While in recent years a number of extreme low-precision quantization techniques were developed for DNNs, they were not directly applicable to recurrent architectures. In recent work [1] an extreme low-precision quantization method was proposed that utilizes batch normalization and compresses recurrent neural networks without a large drop in accuracy achieving state-of-the-art performance. In this paper, the authors proposed a theoretical explanation of the difficulties of training LSTMs with low-precision weights and practically explored a combination of different normalization techniques with different quantization schemes. The authors experimentally showed that simple introduction of weight or layer normalization allows applying many standard quantization techniques without modifications. Comments, suggestions, and questions: Figure 1 is quite difficult to read. I would suggest using a logarithmic scale. I would also suggest adding a reference to footnote 3 in the caption of the figure in order to increase clarity Line 183 “On text8, we use a” -> “On Text8, we use a” Do I understand correctly that simple application of batch normalization works better or similar to SBN? In [1] the authors claim that the size of their network is 5 KBytes, while in the Table4, the SBN size is 5526KBytes? Can the authors please clarify?

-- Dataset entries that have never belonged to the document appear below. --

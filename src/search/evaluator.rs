//! Leaf evaluation.

use crate::board::Board;
use crate::core::PlayerId;
use crate::rules::GameRules;

/// Score of a position from `player`'s point of view.
///
/// Implemented for closures, so tests and robots can supply one inline.
pub trait Evaluator<G: GameRules>: Send {
    fn evaluate(&self, board: &Board<G>, player: PlayerId) -> f64;
}

/// Delegates to `GameRules::evaluate`.
#[derive(Clone, Copy, Debug, Default)]
pub struct RulesEvaluator;

impl<G: GameRules> Evaluator<G> for RulesEvaluator {
    fn evaluate(&self, board: &Board<G>, player: PlayerId) -> f64 {
        board.rules().evaluate(board, player)
    }
}

impl<G, F> Evaluator<G> for F
where
    G: GameRules,
    F: Fn(&Board<G>, PlayerId) -> f64 + Send,
{
    fn evaluate(&self, board: &Board<G>, player: PlayerId) -> f64 {
        self(board, player)
    }
}
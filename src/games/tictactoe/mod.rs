//! Tic-tac-toe.
//!
//! - 3×3 square grid, one piece per cell
//! - Each player places from an inexhaustible pool (`#0` for X, `#1` for O)
//! - Three in a row wins; a full board is a draw

mod game;

pub use game::TicTacToe;
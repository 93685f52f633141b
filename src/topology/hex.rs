//! Rhombus of hexagons in axial coordinates.

use crate::core::CellId;

use super::{Coord, Direction, Topology};

/// Hex board where column and row are axial `q`/`r` coordinates.
#[derive(Clone, Debug, PartialEq, Eq)]
pub struct HexGrid {
    width: u8,
    height: u8,
}

// Clockwise from "north", opposite directions three apart.
const STEPS: [(i8, i8); 6] = [(0, 1), (1, 0), (1, -1), (0, -1), (-1, 0), (-1, 1)];

impl HexGrid {
    #[must_use]
    pub fn new(width: u8, height: u8) -> Self {
        assert!(width > 0 && height > 0, "Grid must have at least one cell");
        assert!(width <= 26, "Columns are lettered a..z");
        Self { width, height }
    }
}

impl Topology for HexGrid {
    fn cell_count(&self) -> usize {
        self.width as usize * self.height as usize
    }

    fn direction_count(&self) -> usize {
        STEPS.len()
    }

    fn neighbor(&self, cell: CellId, dir: Direction) -> Option<CellId> {
        let coord = self.coord_of(cell);
        let (dq, dr) = STEPS[dir.0 as usize];
        let col = coord.col.checked_add_signed(dq)?;
        let row = coord.row.checked_add_signed(dr)?;
        self.cell_at(Coord::new(col, row))
    }

    fn cell_at(&self, coord: Coord) -> Option<CellId> {
        (coord.col < self.width && coord.row < self.height).then(|| {
            CellId::new(u16::from(coord.row) * u16::from(self.width) + u16::from(coord.col))
        })
    }

    fn coord_of(&self, cell: CellId) -> Coord {
        let w = u16::from(self.width);
        Coord::new((cell.0 % w) as u8, (cell.0 / w) as u8)
    }
}
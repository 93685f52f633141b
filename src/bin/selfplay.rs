//! Let two robots play one game and print the result.
//!
//! ```text
//! RUST_LOG=rust_boardgame=debug selfplay --game hasami --level hard --seed 3
//! ```

use std::path::PathBuf;

use anyhow::{Context, Result};
use clap::{Parser, ValueEnum};
use tracing::info;
use tracing_subscriber::EnvFilter;

use rust_boardgame::games::{Hasami, TicTacToe};
use rust_boardgame::{
    Board, GameResult, GameRules, PlayerId, RepetitionTracker, RobotController, RobotLevel,
    Transcript,
};

#[derive(Clone, Copy, Debug, ValueEnum)]
enum GameKind {
    Tictactoe,
    Hasami,
}

/// Play a robot-vs-robot game.
#[derive(Parser)]
#[command(name = "selfplay", about = "Play a robot-vs-robot game")]
struct Cli {
    /// Game to play
    #[arg(long, value_enum, default_value = "tictactoe")]
    game: GameKind,

    /// Board size (hasami only)
    #[arg(long, default_value_t = 5)]
    size: u8,

    /// Strength of both robots
    #[arg(long, value_enum, default_value = "medium")]
    level: RobotLevel,

    /// Override the search depth of the level
    #[arg(long)]
    depth: Option<u32>,

    /// Pick randomly among this many top moves
    #[arg(long)]
    randomize: Option<usize>,

    /// Setup and robot seed
    #[arg(long, default_value_t = 0)]
    seed: u64,

    /// Stop after this many moves
    #[arg(long, default_value_t = 200)]
    max_moves: usize,

    /// Write the transcript here instead of printing it
    #[arg(long)]
    transcript: Option<PathBuf>,

    /// Replay the transcript and check its digest
    #[arg(long)]
    verify: bool,
}

fn main() -> Result<()> {
    tracing_subscriber::fmt()
        .with_env_filter(
            EnvFilter::try_from_default_env().unwrap_or_else(|_| EnvFilter::new("info")),
        )
        .init();

    let cli = Cli::parse();
    match cli.game {
        GameKind::Tictactoe => play(TicTacToe::new(), &cli),
        GameKind::Hasami => play(Hasami::builder().size(cli.size).build(), &cli),
    }
}

fn robot<G: GameRules>(cli: &Cli, player: PlayerId) -> RobotController<G> {
    let mut config = cli.level.config(cli.seed.wrapping_add(player.index() as u64));
    if let Some(depth) = cli.depth {
        config = config.with_depth(depth);
    }
    if let Some(top_n) = cli.randomize {
        let tolerance = config.random_tolerance.max(10.0);
        config = config.with_randomization(top_n, tolerance);
    }
    RobotController::new(config)
}

fn play<G: GameRules + Clone>(rules: G, cli: &Cli) -> Result<()> {
    let mut board = Board::new(rules.clone(), cli.seed);
    let mut tracker = RepetitionTracker::new();
    tracker.observe(&mut board);
    let mut transcript = Transcript::for_board(&board);
    let mut robots = [robot(cli, PlayerId::FIRST), robot(cli, PlayerId::SECOND)];

    info!(game = %board.config().name, level = %cli.level, seed = cli.seed, "game started");

    while board.phase().is_active() && transcript.len() < cli.max_moves {
        let mv = robots[board.player().index()].choose_move(&board);
        board.execute(&mv);
        board.settle();
        transcript.push(mv);
        tracker.observe(&mut board);
    }
    transcript.finish(&board);

    println!("{board}");
    match board.outcome() {
        Some(GameResult::Winner(player)) => {
            println!("{player} wins after {} moves", transcript.len())
        }
        Some(GameResult::Draw) => println!("draw after {} moves", transcript.len()),
        None => println!("unfinished after {} moves", transcript.len()),
    }

    match &cli.transcript {
        Some(path) => std::fs::write(path, transcript.to_text())
            .with_context(|| format!("writing transcript to {}", path.display()))?,
        None => print!("{}", transcript.to_text()),
    }

    if cli.verify {
        let replayed = transcript.replay(rules).context("replaying transcript")?;
        info!(digest = replayed.digest(), "transcript verified");
    }
    Ok(())
}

Overall, the propositions on upper bounds are quite straight-forward. The experimental results are simple combinations of previous works. Nonetheless, it is quite interesting that the simple usage of different normalization techniques makes different quantization schemes applicable again. [1] A. Ardakani, Z. Ji, S. C. Smithson, B. H. Meyer, and W. J. Gross. Learning recurrent binary/ternary weights. In International Conference on Learning Representations, 2019. I would like to thanks the authors for their comments. I updated my score since the answers to my questions are mostly positive.

Reviewer 3

The strengths of the paper besides the above contributions: - The paper is clearly written. - The systematic comparisons are thorough and convincing. - The theoretic analysis is useful for understanding the problem and provides the justification for the solutions. - Code is provided for reproducibility. The weaknesses that could be further improved: - The approach used in the theoretic analysis in the paper isn't able to give a necessary or a sufficient condition for the exploding gradient problem for LSTM since lambda_2 in Proposition 2.1 is typically not zero. The analyses of the various normalization approaches are also only made on the upper bound of the gradient magnitude, but on the gradient itself. It would be great to have a more direct proof for the effectiveness of the solutions. - In the analysis in Section 3, it only studies that the increased scaling of the weight matrices does not affect the upper bound of the gradient magnitude due to \sigma. It would be good to also analyze the effect of all the normalization scaling parameters 'g' w.r.t. the exploding gradient problem. - It would make the paper even stronger if it can show the normalization techniques still make 1-bit or 2-bit quantized LSTM achieve comparable performance to a full-precision counterpart on a much larger network consisting of multiple LSTM layers, e.g. for machine translation or speech recognition, where there is a strong practical need for compressing the models especially for the embedded/mobile use case.